As discussed earlier, one of the main problems with meta-analysis is that the studies being combined are different, resulting in heterogeneity.24  There will always be some heterogeneity between studies because of chance, but when performing meta-analysis this needs to be investigated to determine whether the data can be combined reliably. RevMan calculates 2 measures of heterogeneity, the χ2 test and the I2 test.25  The χ2 test determines whether there is greater spread of results between the studies than is due to chance (hence, heterogeneity is present) and a value less than 0.10 usually suggests this. The I2 test tries to quantify any heterogeneity that may be present, a result greater than 40% usually suggests its presence, the higher the percentage the greater the heterogeneity. If heterogeneity is present, it should be investigated by removing studies or individual patients from the analysis and seeing if that removes the heterogeneity. Differences between the included patients in the individual studies may explain the heterogeneity (clinical heterogeneity). For example, the efficacy of a new treatment for multiple myeloma will depend on whether the patients' condition is newly diagnosed, previously treated, or after transplantation. Differences in drug dosing, route, and frequency of administration will also contribute to heterogeneity. Other contributors to heterogeneity may include the design of the study and how the study was funded (eg, commercial vs noncommercial sponsorship). If, after detailed investigation, there is no obvious cause for the heterogeneity, the data should be analyzed with a more conservative statistical method that will account for the heterogeneity. In reviews with significant heterogeneity, a more conservative overall result will be obtained if the analysis uses a random-effects model, compared with a fixed-effect model. A random-effects analysis makes the assumption that individual studies are estimating different treatment effects. These different effects are assumed to have a distribution with some central value and some variability. The random-effects meta-analysis attempts to account for this distribution of effects and provides a more conservative estimate of the effect. In contrast, a fixed-effect analysis assumes that a single common effect underlies every study included in the meta-analysis; thus, it assumes there is no statistical heterogeneity among the studies.

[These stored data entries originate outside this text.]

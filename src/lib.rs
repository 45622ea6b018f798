// modules for making sounds
pub mod synth;
pub mod wave;

// Getting sounds out
pub mod output;
pub mod render;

Other techniques used to account for heterogeneity include subgroup analyses and meta-regression. Subgroup analyses are meta-analyses on individual clinical subgroups that determine the specific effect for those patients. Common subgroups may be based on age, sex, race, drug dosage, or other factors. Ideally, subgroup analyses should be limited in number and should be specified a priori. Meta-regression is used to formally test whether there is evidence of different effects in different subgroups of studies.26  This technique is not available in RevMan.

Sensitivity analyses can be performed to determine whether the results of the meta-analysis are robust. This involves the removal of studies that meet certain criteria (eg, poor quality, commercial sponsorship, conference abstract) to determine their effect on the overall result. For example, large studies will generally have a lower variance and will thus be more heavily weighted than small studies. However, because this weighting does not account for study quality, a poorly designed large study might be overrepresented in the analysis compared with a small well-performed study. A sensitivity analysis could be performed in which the large poorly designed study is removed and the meta-analysis is repeated with the remaining studies to assess if the overall effect estimate remains the same. For example, if a drug appears to have a positive effect on relapse-free survival, but this effect disappears when commercial studies are removed in the sensitivity analysis, the reader should be aware that the results and conclusions of such study could be biased.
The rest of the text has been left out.